While at the recent CES, I got to report on a session that featured an interview with Shark Tank celebrity and Dallas Mavericks owner Mark Cuban. The always outspoken Cuban discussed how he had been attending CES since he was a teen, and, when asked about this year’s show, said that CES, like tech in general, has inflection points. For CES, it is one year of innovation, followed by five years of imitation, followed by three years of idiots.
He said this was a year of imitation, but didn’t specify which year we are in. He also didn’t elaborate on the idiot years, and I really wish he had.
I would agree with the imitation tag for this year’s event in that it felt very similar to last year’s show. 5G is going to change the world. AI will bring unbelievable connections between humans and technology. Smart cities and autonomous cars are coming!
Read John Sciacca’s CES 2020 report.
By all the evidence on the show floor and the discussions in the panels, I have every reason to believe that the tech future will indeed be bright. But part of the fun of being at CES was getting a preview of the year’s new products before they hit the shelves. See it in January, stock it by the fourth quarter.
5G will be a gamechanger, and we will have handsets and more this year — Lenovo and Qualcomm introduced a 5G laptop. But that is a small part of the 5G revolution. For true 5G, infrastructure needs to be built, including new towers. That is the technology that will drive smart cities, which need even more infrastructure built, and possibly change the home dynamic for internet access from cable providers to cellular services.
Of course, the AV manufacturers came through. 8K televisions are available despite the lack of 8K content, although the upscaling technology may warrant the early adoption for your clients. Video games keep coming in stronger and provide a significant chunk of the consumer tech business. And there were plenty of new home theater audio products to be found — including powerful AV receivers and in-wall-speakers.

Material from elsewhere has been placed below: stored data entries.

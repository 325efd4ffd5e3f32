// SPDX-FileCopyrightText: 2026 Zapfunil Contributors
// SPDX-License-Identifier: MIT OR Apache-2.0

//! Domain entity types shared across the Zapfunil workspace.
//!
//! The storage crate persists these shapes; enum-valued columns store the
//! strum string forms. Timestamps are RFC 3339 UTC strings.

use serde::{Deserialize, Serialize};
use strum::{Display, EnumString};

/// Direction of a message relative to the business.
#[derive(
    Debug, Clone, Copy, PartialEq, Eq, Hash, Display, EnumString, Serialize, Deserialize,
)]
#[strum(serialize_all = "snake_case")]
#[serde(rename_all = "snake_case")]
pub enum Direction {
    /// From the contact to the business.
    Inbound,
    /// From the business to the contact.
    Outbound,
}

/// Payload kind of a message.
#[derive(
    Debug, Clone, Copy, PartialEq, Eq, Hash, Display, EnumString, Serialize, Deserialize,
)]
#[strum(serialize_all = "snake_case")]
#[serde(rename_all = "snake_case")]
pub enum MessageKind {
    Text,
    Image,
    Audio,
    Video,
    Document,
}

/// Delivery status of an outbound message. Moves strictly forward.
#[derive(
    Debug, Clone, Copy, PartialEq, Eq, Hash, Display, EnumString, Serialize, Deserialize,
)]
#[strum(serialize_all = "snake_case")]
#[serde(rename_all = "snake_case")]
pub enum DeliveryStatus {
    Pending,
    Sent,
    Delivered,
    Read,
}

impl DeliveryStatus {
    /// Position in the pending -> sent -> delivered -> read ordering.
    /// Status updates that would lower the rank are rejected by storage.
    pub fn rank(self) -> u8 {
        match self {
            DeliveryStatus::Pending => 0,
            DeliveryStatus::Sent => 1,
            DeliveryStatus::Delivered => 2,
            DeliveryStatus::Read => 3,
        }
    }
}

/// Sales pipeline status of a lead, in fixed column order.
///
/// `Fechado` and `Perdido` are terminal and reachable from any prior status
/// by explicit user action. `Transferido` marks a lead handed to another
/// unit or owner and sits outside the linear forward/back navigation.
#[derive(
    Debug, Clone, Copy, PartialEq, Eq, Hash, Display, EnumString, Serialize, Deserialize,
)]
#[strum(serialize_all = "snake_case")]
#[serde(rename_all = "snake_case")]
pub enum LeadStatus {
    Novo,
    EmContato,
    OrcamentoEnviado,
    AguardandoResposta,
    Fechado,
    Perdido,
    Transferido,
}

impl LeadStatus {
    /// Every status, in display/column order.
    pub const ALL: [LeadStatus; 7] = [
        LeadStatus::Novo,
        LeadStatus::EmContato,
        LeadStatus::OrcamentoEnviado,
        LeadStatus::AguardandoResposta,
        LeadStatus::Fechado,
        LeadStatus::Perdido,
        LeadStatus::Transferido,
    ];

    /// The linear subsequence navigated by adjacent moves.
    pub const LINEAR: [LeadStatus; 4] = [
        LeadStatus::Novo,
        LeadStatus::EmContato,
        LeadStatus::OrcamentoEnviado,
        LeadStatus::AguardandoResposta,
    ];

    /// Next status in the linear lane, or `None` at the end or off-lane.
    pub fn next_linear(self) -> Option<LeadStatus> {
        let idx = Self::LINEAR.iter().position(|s| *s == self)?;
        Self::LINEAR.get(idx + 1).copied()
    }

    /// Previous status in the linear lane, or `None` at the start or off-lane.
    pub fn prev_linear(self) -> Option<LeadStatus> {
        let idx = Self::LINEAR.iter().position(|s| *s == self)?;
        idx.checked_sub(1).and_then(|i| Self::LINEAR.get(i).copied())
    }

    /// Whether this status ends the pipeline.
    pub fn is_terminal(self) -> bool {
        matches!(self, LeadStatus::Fechado | LeadStatus::Perdido)
    }
}

/// One chat thread with a contact on one messaging instance.
///
/// Invariant: at most one conversation per (instance, canonical phone).
/// Duplicates are a detected anomaly resolved by the linker's merge.
#[derive(Debug, Clone, Serialize, Deserialize)]
pub struct Conversation {
    pub id: String,
    pub instance_id: String,
    /// Remote address on the messaging platform, unique per instance.
    pub remote_jid: String,
    /// Canonical digits-only phone.
    pub phone: String,
    pub display_name: Option<String>,
    /// Venue unit, denormalized from instance config at creation.
    pub unit: String,
    /// Weak reference to a lead; lookup only, no ownership.
    pub lead_id: Option<String>,
    pub unread_count: i64,
    pub favorite: bool,
    /// Per-conversation bot override. `None` follows the instance policy.
    pub bot_enabled: Option<bool>,
    pub last_message_content: Option<String>,
    pub last_message_direction: Option<Direction>,
    pub last_message_at: Option<String>,
    pub created_at: String,
    pub updated_at: String,
}

/// Immutable message event, inbound or outbound. Append-only.
#[derive(Debug, Clone, Serialize, Deserialize)]
pub struct Message {
    pub id: String,
    pub conversation_id: String,
    /// Provider message id; used for idempotent upsert when present.
    pub external_id: Option<String>,
    pub direction: Direction,
    pub kind: MessageKind,
    pub content: String,
    pub media_url: Option<String>,
    pub status: DeliveryStatus,
    pub created_at: String,
}

/// A qualified sales prospect.
#[derive(Debug, Clone, Serialize, Deserialize)]
pub struct Lead {
    pub id: String,
    pub name: String,
    /// Canonical digits-only phone.
    pub phone: String,
    pub unit: String,
    pub target_month: Option<String>,
    pub day_preference: Option<String>,
    pub guest_count: Option<i64>,
    pub notes: Option<String>,
    pub status: LeadStatus,
    pub owner: Option<String>,
    pub created_at: String,
}

/// Append-only audit record for a lead mutation.
///
/// `actor` is `None` for system/bot actions. Written atomically with the
/// mutation it describes.
#[derive(Debug, Clone, Serialize, Deserialize)]
pub struct LeadHistoryEntry {
    pub id: i64,
    pub lead_id: String,
    pub actor: Option<String>,
    pub action: String,
    pub old_value: Option<String>,
    pub new_value: Option<String>,
    pub created_at: String,
}

/// In-progress state of the scripted qualification dialog for a conversation.
///
/// `current_step` is a step key from the configured sequence, or the
/// sentinel `"menu"` once the completion message has been sent.
#[derive(Debug, Clone, Serialize, Deserialize)]
pub struct BotSession {
    pub conversation_id: String,
    pub current_step: String,
    /// Collected answers keyed by step key, as a JSON object.
    pub answers: serde_json::Map<String, serde_json::Value>,
    pub existing_customer: bool,
    pub created_at: String,
    pub updated_at: String,
}

/// Sentinel step key for the post-completion next-step menu.
pub const MENU_STEP: &str = "menu";

/// One administrator-configured qualification step.
#[derive(Debug, Clone, Serialize, Deserialize)]
pub struct BotStep {
    pub id: String,
    pub step_key: String,
    pub position: i64,
    pub question: String,
    /// Optional confirmation sent after the answer; may interpolate
    /// `{{resposta}}` and earlier answers by key.
    pub confirmation: Option<String>,
    pub enabled: bool,
}

/// Administrator-owned bot settings. Read-only to the core; singleton row.
#[derive(Debug, Clone, Serialize, Deserialize)]
pub struct BotSettings {
    pub enabled: bool,
    /// When set, the bot also processes this number even while disabled.
    pub test_number: Option<String>,
    /// Case-insensitive regex classifying "existing customer" replies.
    pub existing_customer_pattern: String,
    pub completion_message: Option<String>,
    pub transfer_message: Option<String>,
    pub menu_message: Option<String>,
    pub auto_send_materials: bool,
    pub material_delay_secs: u64,
    pub followup_stage2_enabled: bool,
    pub followup_delay1_hours: i64,
    pub followup_delay2_hours: i64,
    pub followup_template1: Option<String>,
    pub followup_template2: Option<String>,
}

/// An armed follow-up for a lead that chose "analyze later."
///
/// Stage de-duplication lives in lead history, not here: the
/// `followup_stageN_sent` entry is the guard.
#[derive(Debug, Clone, Serialize, Deserialize)]
pub struct Followup {
    pub lead_id: String,
    pub armed_at: String,
}

/// Inbound event contract delivered by the messaging gateway webhook.
#[derive(Debug, Clone, Serialize, Deserialize)]
pub struct InboundEvent {
    pub instance_id: String,
    pub remote_jid: String,
    /// Canonical digits-only contact phone.
    pub contact_phone: String,
    pub display_name: Option<String>,
    pub direction: Direction,
    pub kind: MessageKind,
    pub content: String,
    pub media_url: Option<String>,
    pub external_id: Option<String>,
    /// Present on delivery-status update events.
    pub status: Option<DeliveryStatus>,
    pub timestamp: String,
}

#[cfg(test)]
mod tests {
    use super::*;
    use std::str::FromStr;

    #[test]
    fn lead_status_strings_match_column_names() {
        assert_eq!(LeadStatus::Novo.to_string(), "novo");
        assert_eq!(LeadStatus::EmContato.to_string(), "em_contato");
        assert_eq!(LeadStatus::OrcamentoEnviado.to_string(), "orcamento_enviado");
        assert_eq!(
            LeadStatus::AguardandoResposta.to_string(),
            "aguardando_resposta"
        );
        assert_eq!(LeadStatus::Fechado.to_string(), "fechado");
        assert_eq!(LeadStatus::Perdido.to_string(), "perdido");
        assert_eq!(LeadStatus::Transferido.to_string(), "transferido");
    }

    #[test]
    fn linear_navigation_stops_at_ends() {
        assert_eq!(LeadStatus::Novo.prev_linear(), None);
        assert_eq!(LeadStatus::Novo.next_linear(), Some(LeadStatus::EmContato));
        assert_eq!(
            LeadStatus::AguardandoResposta.next_linear(),
            None,
            "forward move is a no-op at the end of the lane"
        );
        assert_eq!(
            LeadStatus::AguardandoResposta.prev_linear(),
            Some(LeadStatus::OrcamentoEnviado)
        );
    }

    #[test]
    fn terminal_and_transfer_statuses_are_off_lane() {
        for s in [LeadStatus::Fechado, LeadStatus::Perdido, LeadStatus::Transferido] {
            assert_eq!(s.next_linear(), None);
            assert_eq!(s.prev_linear(), None);
        }
        assert!(LeadStatus::Fechado.is_terminal());
        assert!(LeadStatus::Perdido.is_terminal());
        assert!(!LeadStatus::Transferido.is_terminal());
    }

    #[test]
    fn direction_parses_from_stored_form() {
        assert_eq!(Direction::from_str("inbound").unwrap(), Direction::Inbound);
        assert_eq!(Direction::from_str("outbound").unwrap(), Direction::Outbound);
    }

    #[test]
    fn bot_session_answers_serialize_as_object() {
        let mut answers = serde_json::Map::new();
        answers.insert("nome".into(), serde_json::Value::String("João".into()));
        let session = BotSession {
            conversation_id: "c1".into(),
            current_step: "mes".into(),
            answers,
            existing_customer: false,
            created_at: "2026-01-01T00:00:00Z".into(),
            updated_at: "2026-01-01T00:00:00Z".into(),
        };
        let json = serde_json::to_string(&session.answers).unwrap();
        assert_eq!(json, r#"{"nome":"João"}"#);
    }
}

There were also plenty of smart devices that will be available for purchase this year, and, while some will undoubtedly find their way to the networks you create and maintain this year, there wasn’t anything that could be described as revolutionary.
Revolutionary was on-site, however. Mercedes showcased an Avatar-inspired concept car that they built in partnership with James Cameron and his Lightstorm Entertainment. Toyota previewed a smart city that they are building at the base of Mount Fuji in Japan that will prove the concepts of smart living can work in a real-world setting. Even Sony introduced a concept car.
None of these will be available to the average consumer in the short-term, or probably ever, but they certainly pointed the way toward a better future with zero emissions and zero waste.
So maybe I didn’t leave with a wishlist for my living room, but I did escape CES with high hopes for our technological future. That, and a slight head cold.